Actually look into modern GenIV reactors and try to come up with scenarios where a large numbers of people die. Its basically impossible. Maybe if you use multiple terrorists and multiple natural catastrophes in a coordinated you might get somewhere.
Any practical failure mode would not leave the exclusion zone of the plant. And even those are incredibly unlikely.
The thing is there is simply nothing that convince you otherwise. If you believe the only relevant argument is the very maximum damage possible no matter the circumstance then I lost the debate. The question to me is what is the practical danger and how many people would die if you powered a whole country of 300 million people with a technology.
With GenIV nuclear plants you could power 300 million people for 100 years and the expect times you would have a Chernobyl style event would still be far below 1. The expect number of people to die would be far smaller then wind as well. If you include home solar, it would be less as well. Maybe centralized solar is comparable.

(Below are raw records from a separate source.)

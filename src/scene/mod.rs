//! Scenes - self-contained update/render demos
//!
//! Each scene owns its state, advances it in `update`, and paints into the
//! framebuffer in `render`. Tweakable parameters are exposed as a flat list
//! of named controls that a UI (or a config preset) can read and write.

mod affine;
mod circle;
mod dot_product;
mod dot_projection;
mod heart;
mod manager;
mod matrix2d;
mod sphere;
mod wireframe;

pub use affine::AffineScene;
pub use circle::CircleScene;
pub use dot_product::DotProductScene;
pub use dot_projection::DotProjectionScene;
pub use heart::HeartScene;
pub use manager::SceneManager;
pub use matrix2d::Matrix2DScene;
pub use sphere::SphereScene;
pub use wireframe::WireframeScene;

use crate::input::FrameContext;
use crate::rasterizer::{Color, Framebuffer, Vec3};
use serde::{Deserialize, Serialize};

/// Value carried by a scene control
#[derive(Debug, Clone, Copy, PartialEq, Serialize, Deserialize)]
pub enum ControlValue {
    Float(f32),
    Bool(bool),
    Color(Color),
    Vec3(Vec3),
}

impl ControlValue {
    pub fn as_float(self) -> Option<f32> {
        match self {
            ControlValue::Float(v) => Some(v),
            _ => None,
        }
    }

    pub fn as_bool(self) -> Option<bool> {
        match self {
            ControlValue::Bool(v) => Some(v),
            _ => None,
        }
    }

    pub fn as_color(self) -> Option<Color> {
        match self {
            ControlValue::Color(v) => Some(v),
            _ => None,
        }
    }

    pub fn as_vec3(self) -> Option<Vec3> {
        match self {
            ControlValue::Vec3(v) => Some(v),
            _ => None,
        }
    }
}

/// One named scene parameter, as shown to a UI
#[derive(Debug, Clone, PartialEq)]
pub struct Control {
    pub name: &'static str,
    pub value: ControlValue,
    /// Slider range the UI should enforce
    pub range: Option<(f32, f32)>,
    /// Readouts (statistics) that `set_control` will not accept
    pub read_only: bool,
}

impl Control {
    pub fn float(name: &'static str, value: f32, min: f32, max: f32) -> Self {
        Self {
            name,
            value: ControlValue::Float(value),
            range: Some((min, max)),
            read_only: false,
        }
    }

    /// Unbounded drag value
    pub fn drag(name: &'static str, value: f32) -> Self {
        Self {
            name,
            value: ControlValue::Float(value),
            range: None,
            read_only: false,
        }
    }

    pub fn toggle(name: &'static str, value: bool) -> Self {
        Self {
            name,
            value: ControlValue::Bool(value),
            range: None,
            read_only: false,
        }
    }

    pub fn color(name: &'static str, value: Color) -> Self {
        Self {
            name,
            value: ControlValue::Color(value),
            range: None,
            read_only: false,
        }
    }

    pub fn vec3(name: &'static str, value: Vec3) -> Self {
        Self {
            name,
            value: ControlValue::Vec3(value),
            range: None,
            read_only: false,
        }
    }

    pub fn readout(name: &'static str, value: f32) -> Self {
        Self {
            name,
            value: ControlValue::Float(value),
            range: None,
            read_only: true,
        }
    }

    /// One-line text form for overlays and logs
    pub fn label(&self) -> String {
        let value = match self.value {
            ControlValue::Float(v) => format!("{:.2}", v),
            ControlValue::Bool(v) => if v { "on" } else { "off" }.to_string(),
            ControlValue::Color(c) => format!("rgb({:.2}, {:.2}, {:.2})", c.r, c.g, c.b),
            ControlValue::Vec3(v) => format!("({:.2}, {:.2}, {:.2})", v.x, v.y, v.z),
        };
        if self.read_only {
            format!("{} = {}", self.name, value)
        } else {
            format!("{}: {}", self.name, value)
        }
    }
}

/// A demo that can be driven frame by frame
pub trait Scene {
    fn name(&self) -> &'static str;

    /// Called when the scene becomes active
    fn on_enter(&mut self) {}

    /// Called when another scene takes over
    fn on_exit(&mut self) {}

    /// Restart animation time
    fn reset(&mut self);

    fn update(&mut self, ctx: &FrameContext);

    fn render(&mut self, fb: &mut Framebuffer);

    /// Current parameters, in display order
    fn describe_controls(&self) -> Vec<Control>;

    /// Write one parameter. Returns `false` for unknown names, read-only
    /// controls, or a value of the wrong kind.
    fn set_control(&mut self, name: &str, value: ControlValue) -> bool;
}

/// Registry entry: a scene name and how to build it
#[derive(Clone, Copy)]
pub struct SceneEntry {
    pub name: &'static str,
    pub create: fn() -> Box<dyn Scene>,
}

/// Name -> constructor table for the built-in scenes
pub struct SceneRegistry {
    entries: Vec<SceneEntry>,
}

impl SceneRegistry {
    pub fn new() -> Self {
        Self { entries: Vec::new() }
    }

    /// All scenes shipped with the sandbox
    pub fn builtin() -> Self {
        let mut reg = Self::new();
        reg.register("Affine", || Box::new(AffineScene::new()) as Box<dyn Scene>);
        reg.register("Matrix2D", || Box::new(Matrix2DScene::new()) as Box<dyn Scene>);
        reg.register("DotProduct", || Box::new(DotProductScene::new()) as Box<dyn Scene>);
        reg.register("DotProjection", || Box::new(DotProjectionScene::new()) as Box<dyn Scene>);
        reg.register("Heart", || Box::new(HeartScene::new()) as Box<dyn Scene>);
        reg.register("Circle", || Box::new(CircleScene::new()) as Box<dyn Scene>);
        reg.register("Sphere", || Box::new(SphereScene::new()) as Box<dyn Scene>);
        reg.register("Wireframe3D", || Box::new(WireframeScene::new()) as Box<dyn Scene>);
        reg
    }

    /// Later registrations with the same name replace earlier ones
    pub fn register(&mut self, name: &'static str, create: fn() -> Box<dyn Scene>) {
        if let Some(entry) = self.entries.iter_mut().find(|e| e.name == name) {
            entry.create = create;
        } else {
            self.entries.push(SceneEntry { name, create });
        }
    }

    pub fn names(&self) -> Vec<&'static str> {
        self.entries.iter().map(|e| e.name).collect()
    }

    /// Case-insensitive lookup
    pub fn create(&self, name: &str) -> Option<Box<dyn Scene>> {
        self.entries
            .iter()
            .find(|e| e.name.eq_ignore_ascii_case(name))
            .map(|e| (e.create)())
    }

    pub fn entries(&self) -> &[SceneEntry] {
        &self.entries
    }

    pub fn len(&self) -> usize {
        self.entries.len()
    }

    pub fn is_empty(&self) -> bool {
        self.entries.is_empty()
    }
}

impl Default for SceneRegistry {
    fn default() -> Self {
        Self::builtin()
    }
}

/// Shared `set_control` plumbing: writes `value` into `slot` when the kinds match
pub(crate) fn set_float(slot: &mut f32, value: ControlValue) -> bool {
    match value.as_float() {
        Some(v) => {
            *slot = v;
            true
        }
        None => false,
    }
}

pub(crate) fn set_bool(slot: &mut bool, value: ControlValue) -> bool {
    match value.as_bool() {
        Some(v) => {
            *slot = v;
            true
        }
        None => false,
    }
}

pub(crate) fn set_color(slot: &mut Color, value: ControlValue) -> bool {
    match value.as_color() {
        Some(v) => {
            *slot = v;
            true
        }
        None => false,
    }
}

pub(crate) fn set_vec3(slot: &mut Vec3, value: ControlValue) -> bool {
    match value.as_vec3() {
        Some(v) => {
            *slot = v;
            true
        }
        None => false,
    }
}
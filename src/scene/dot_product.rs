//! Dot product demo: a fixed vector `a`, a rotating vector `b`, and the
//! projection of `b` onto `a`

use super::{Control, ControlValue, Scene};
use crate::input::FrameContext;
use crate::rasterizer::{Color, Framebuffer, Vec2};

const A_ANGLE: f32 = 0.35;
/// Radians per second for `b`
const B_SPEED: f32 = 0.7;

pub struct DotProductScene {
    time: f32,
}

/// Projection of `b` onto `a`; zero when `a` is degenerate
pub fn project_onto(b: Vec2, a: Vec2) -> Vec2 {
    let a_len2 = a.dot(a);
    if a_len2 > 0.0 {
        a * (a.dot(b) / a_len2)
    } else {
        Vec2::ZERO
    }
}

impl DotProductScene {
    pub fn new() -> Self {
        Self { time: 0.0 }
    }

    /// `(a, b, proj)` relative to the centre for a given arm length
    pub fn vectors(&self, radius: f32) -> (Vec2, Vec2, Vec2) {
        let b_angle = self.time * B_SPEED;
        let a = Vec2::new(A_ANGLE.cos(), A_ANGLE.sin()) * radius;
        let b = Vec2::new(b_angle.cos(), b_angle.sin()) * radius;
        (a, b, project_onto(b, a))
    }
}

impl Default for DotProductScene {
    fn default() -> Self {
        Self::new()
    }
}

impl Scene for DotProductScene {
    fn name(&self) -> &'static str {
        "DotProduct"
    }

    fn reset(&mut self) {
        self.time = 0.0;
    }

    fn update(&mut self, ctx: &FrameContext) {
        self.time += ctx.dt;
    }

    fn render(&mut self, fb: &mut Framebuffer) {
        if fb.is_empty() {
            return;
        }
        let w = fb.width() as i32;
        let h = fb.height() as i32;
        let radius = 0.35 * w.min(h) as f32;
        let center = Vec2::new(w as f32 * 0.5, h as f32 * 0.5);
        let (a, b, proj) = self.vectors(radius);

        let (cx, cy) = (center.x as i32, center.y as i32);
        let axis = Color::from_bytes(80, 90, 110, 255);
        fb.draw_line(0, cy, w - 1, cy, axis);
        fb.draw_line(cx, 0, cx, h - 1, axis);

        let arms = [
            (a, Color::from_bytes(255, 180, 80, 255)),
            (b, Color::from_bytes(80, 200, 190, 255)),
            (proj, Color::from_bytes(220, 220, 220, 255)),
        ];
        for (v, color) in arms {
            let tip = center + v;
            fb.draw_line(cx, cy, tip.x as i32, tip.y as i32, color);
        }
    }

    fn describe_controls(&self) -> Vec<Control> {
        Vec::new()
    }

    fn set_control(&mut self, _name: &str, _value: ControlValue) -> bool {
        false
    }
}

#[cfg(test)]
mod tests {
    use super::*;

    const EPS: f32 = 1e-4;

    #[test]
    fn test_projection_onto_axis() {
        let p = project_onto(Vec2::new(3.0, 4.0), Vec2::new(2.0, 0.0));
        assert!((p.x - 3.0).abs() < EPS);
        assert!(p.y.abs() < EPS);
    }

    #[test]
    fn test_projection_onto_zero_vector() {
        assert_eq!(project_onto(Vec2::new(1.0, 1.0), Vec2::ZERO), Vec2::ZERO);
    }

    #[test]
    fn test_perpendicular_projection_vanishes() {
        let mut scene = DotProductScene::new();
        // b perpendicular to a
        scene.time = (A_ANGLE + std::f32::consts::FRAC_PI_2) / B_SPEED;
        let (_, _, proj) = scene.vectors(100.0);
        assert!(proj.length() < 1e-3);
    }

    #[test]
    fn test_axes_are_drawn() {
        let mut scene = DotProductScene::new();
        let mut fb = Framebuffer::new(100, 80);
        scene.render(&mut fb);
        let axis = fb.pixel(0, 40).unwrap();
        assert_eq!((axis.r, axis.g, axis.b), (80, 90, 110));
        assert!(fb.pixel(50, 0).is_some_and(|p| p.r == 80));
    }
}
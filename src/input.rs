//! Per-frame input snapshot consumed by scenes
//!
//! The window layer fills an `InputState` once per frame; scenes only read
//! it. Key and button codes are small integers (GLFW numbering).

/// Key codes understood by the scenes
pub mod keys {
    pub const A: i32 = 65;
    pub const D: i32 = 68;
    pub const E: i32 = 69;
    pub const Q: i32 = 81;
    pub const S: i32 = 83;
    pub const W: i32 = 87;
    pub const LEFT_SHIFT: i32 = 340;
    pub const RIGHT_SHIFT: i32 = 344;
}

/// Mouse button codes
pub mod buttons {
    pub const LEFT: i32 = 0;
    pub const RIGHT: i32 = 1;
    pub const MIDDLE: i32 = 2;
}

const KEY_COUNT: usize = 512;
const BUTTON_COUNT: usize = 16;

/// Immutable view of keyboard and mouse for one frame
#[derive(Clone)]
pub struct InputState {
    keys: [bool; KEY_COUNT],
    mouse_buttons: [bool; BUTTON_COUNT],
    /// Cursor position in framebuffer pixels
    pub mouse_x: f32,
    pub mouse_y: f32,
}

impl InputState {
    pub fn new() -> Self {
        Self {
            keys: [false; KEY_COUNT],
            mouse_buttons: [false; BUTTON_COUNT],
            mouse_x: 0.0,
            mouse_y: 0.0,
        }
    }

    /// Unknown codes read as "not down"
    pub fn is_key_down(&self, key: i32) -> bool {
        usize::try_from(key)
            .ok()
            .and_then(|k| self.keys.get(k))
            .copied()
            .unwrap_or(false)
    }

    pub fn is_mouse_down(&self, button: i32) -> bool {
        usize::try_from(button)
            .ok()
            .and_then(|b| self.mouse_buttons.get(b))
            .copied()
            .unwrap_or(false)
    }

    /// Codes outside the table are ignored
    pub fn set_key(&mut self, key: i32, down: bool) {
        if let Some(slot) = usize::try_from(key).ok().and_then(|k| self.keys.get_mut(k)) {
            *slot = down;
        }
    }

    pub fn set_mouse_button(&mut self, button: i32, down: bool) {
        if let Some(slot) = usize::try_from(button)
            .ok()
            .and_then(|b| self.mouse_buttons.get_mut(b))
        {
            *slot = down;
        }
    }

    pub fn set_mouse_position(&mut self, x: f32, y: f32) {
        self.mouse_x = x;
        self.mouse_y = y;
    }
}

impl Default for InputState {
    fn default() -> Self {
        Self::new()
    }
}

/// Everything a scene's update step gets for one frame
#[derive(Clone, Copy)]
pub struct FrameContext<'a> {
    /// Seconds since the previous frame
    pub dt: f32,
    pub input: &'a InputState,
    /// Cursor is over the rendered viewport
    pub viewport_hovered: bool,
}

impl<'a> FrameContext<'a> {
    pub fn new(dt: f32, input: &'a InputState, viewport_hovered: bool) -> Self {
        Self {
            dt,
            input,
            viewport_hovered,
        }
    }
}

#[cfg(test)]
mod tests {
    use super::*;

    #[test]
    fn test_key_round_trip() {
        let mut input = InputState::new();
        assert!(!input.is_key_down(keys::W));
        input.set_key(keys::W, true);
        assert!(input.is_key_down(keys::W));
        input.set_key(keys::W, false);
        assert!(!input.is_key_down(keys::W));
    }

    #[test]
    fn test_out_of_range_codes_are_not_down() {
        let mut input = InputState::new();
        input.set_key(-1, true);
        input.set_key(10_000, true);
        input.set_mouse_button(99, true);
        assert!(!input.is_key_down(-1));
        assert!(!input.is_key_down(10_000));
        assert!(!input.is_mouse_down(99));
    }

    #[test]
    fn test_mouse_state() {
        let mut input = InputState::new();
        input.set_mouse_button(buttons::RIGHT, true);
        input.set_mouse_position(12.5, 40.0);
        assert!(input.is_mouse_down(buttons::RIGHT));
        assert!(!input.is_mouse_down(buttons::LEFT));
        assert_eq!((input.mouse_x, input.mouse_y), (12.5, 40.0));
    }
}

Edit: You can lots of articles and reporting on them. Its mostly people who just never left. The area is depopulating as people die of old age and there is no migration to the area.
Also, your analogy doesn't hold; the failure mode of 'early zeppelins' or pretty much any other technology is very temporary. Nuclear fallout is very long.
I agree technology has gotten better. To be clear, I think we should build more nuclear plants.
But it is false to state that the failure modes of wind/solar and nuclear failures are ~equivalent.